--- Saved data entries ---

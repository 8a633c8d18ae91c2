//! Serde implementations for agora-types.
//!
//! Addresses serialize as their Bech32m string form so JSON payloads stay
//! human-readable; ids serialize as plain integers.

use crate::*;

mod serde_impls {
    use super::*;
    use serde::{Deserialize, Deserializer, Serialize, Serializer};
    use std::str::FromStr;

    impl Serialize for Address {
        fn serialize<S>(&self, serializer: S) -> Result<S::Ok, S::Error>
        where
            S: Serializer,
        {
            self.to_string().serialize(serializer)
        }
    }

    impl<'de> Deserialize<'de> for Address {
        fn deserialize<D>(deserializer: D) -> Result<Self, D::Error>
        where
            D: Deserializer<'de>,
        {
            let s = String::deserialize(deserializer)?;
            Address::from_str(&s).map_err(serde::de::Error::custom)
        }
    }

    impl Serialize for OrgId {
        fn serialize<S>(&self, serializer: S) -> Result<S::Ok, S::Error>
        where
            S: Serializer,
        {
            self.0.serialize(serializer)
        }
    }

    impl<'de> Deserialize<'de> for OrgId {
        fn deserialize<D>(deserializer: D) -> Result<Self, D::Error>
        where
            D: Deserializer<'de>,
        {
            Ok(OrgId(u64::deserialize(deserializer)?))
        }
    }

    impl Serialize for ProposalId {
        fn serialize<S>(&self, serializer: S) -> Result<S::Ok, S::Error>
        where
            S: Serializer,
        {
            self.0.serialize(serializer)
        }
    }

    impl<'de> Deserialize<'de> for ProposalId {
        fn deserialize<D>(deserializer: D) -> Result<Self, D::Error>
        where
            D: Deserializer<'de>,
        {
            Ok(ProposalId(u64::deserialize(deserializer)?))
        }
    }
}
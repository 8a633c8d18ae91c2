//! Agora Types - Core type definitions for the Agora governance platform.
//!
//! This crate provides the fundamental types used throughout Agora:
//! - Addresses (20-byte, Bech32m encoded)
//! - Organization and proposal identifiers
//! - Timestamps (seconds, supplied by the caller, never read from a clock)

pub mod address;
pub mod error;
pub mod id;

#[cfg(feature = "serde")]
mod serialization;

pub use address::Address;
pub use error::TypesError;
pub use id::{OrgId, ProposalId};

/// Seconds since the Unix epoch, always supplied by the caller.
pub type Timestamp = u64;

/// A span of time in seconds.
pub type Duration = u64;

/// Prelude for convenient imports
pub mod prelude {
    pub use crate::{Address, Duration, OrgId, ProposalId, Timestamp, TypesError};
}
// Service exports
pub mod assistant;
pub mod cache;
pub mod gateway;
pub mod registry;

pub use assistant::{AssistantError, AssistantReply, ChatMessage, CompletionRequest, OpenAiAssistant, RankingAssistant, ResponseFormat};
pub use cache::{CacheKey, DetailCache};
pub use gateway::{GatewayError, ProxyGateway, ScrapingGateway, SessionGuard};
pub use registry::RegistrySearchResolver;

--- Required action ---
Repeat exactly the lines from the first line of the records above through the line containing "and proposal identifiers", both included, and nothing else.

--- Solution ---
repository 8a633c8d18ae91c2
//! Serde implementations for agora-types.
//!
//! Addresses serialize as their Bech32m string form so JSON payloads stay
//! human-readable; ids serialize as plain integers.

use crate::*;

mod serde_impls {
    use super::*;
    use serde::{Deserialize, Deserializer, Serialize, Serializer};
    use std::str::FromStr;

    impl Serialize for Address {
        fn serialize<S>(&self, serializer: S) -> Result<S::Ok, S::Error>
        where
            S: Serializer,
        {
            self.to_string().serialize(serializer)
        }
    }

    impl<'de> Deserialize<'de> for Address {
        fn deserialize<D>(deserializer: D) -> Result<Self, D::Error>
        where
            D: Deserializer<'de>,
        {
            let s = String::deserialize(deserializer)?;
            Address::from_str(&s).map_err(serde::de::Error::custom)
        }
    }

    impl Serialize for OrgId {
        fn serialize<S>(&self, serializer: S) -> Result<S::Ok, S::Error>
        where
            S: Serializer,
        {
            self.0.serialize(serializer)
        }
    }

    impl<'de> Deserialize<'de> for OrgId {
        fn deserialize<D>(deserializer: D) -> Result<Self, D::Error>
        where
            D: Deserializer<'de>,
        {
            Ok(OrgId(u64::deserialize(deserializer)?))
        }
    }

    impl Serialize for ProposalId {
        fn serialize<S>(&self, serializer: S) -> Result<S::Ok, S::Error>
        where
            S: Serializer,
        {
            self.0.serialize(serializer)
        }
    }

    impl<'de> Deserialize<'de> for ProposalId {
        fn deserialize<D>(deserializer: D) -> Result<Self, D::Error>
        where
            D: Deserializer<'de>,
        {
            Ok(ProposalId(u64::deserialize(deserializer)?))
        }
    }
}
repository 8a633c8d18ae91c2
//! Agora Types - Core type definitions for the Agora governance platform.
//!
//! This crate provides the fundamental types used throughout Agora:
//! - Addresses (20-byte, Bech32m encoded)
//! - Organization and proposal identifiers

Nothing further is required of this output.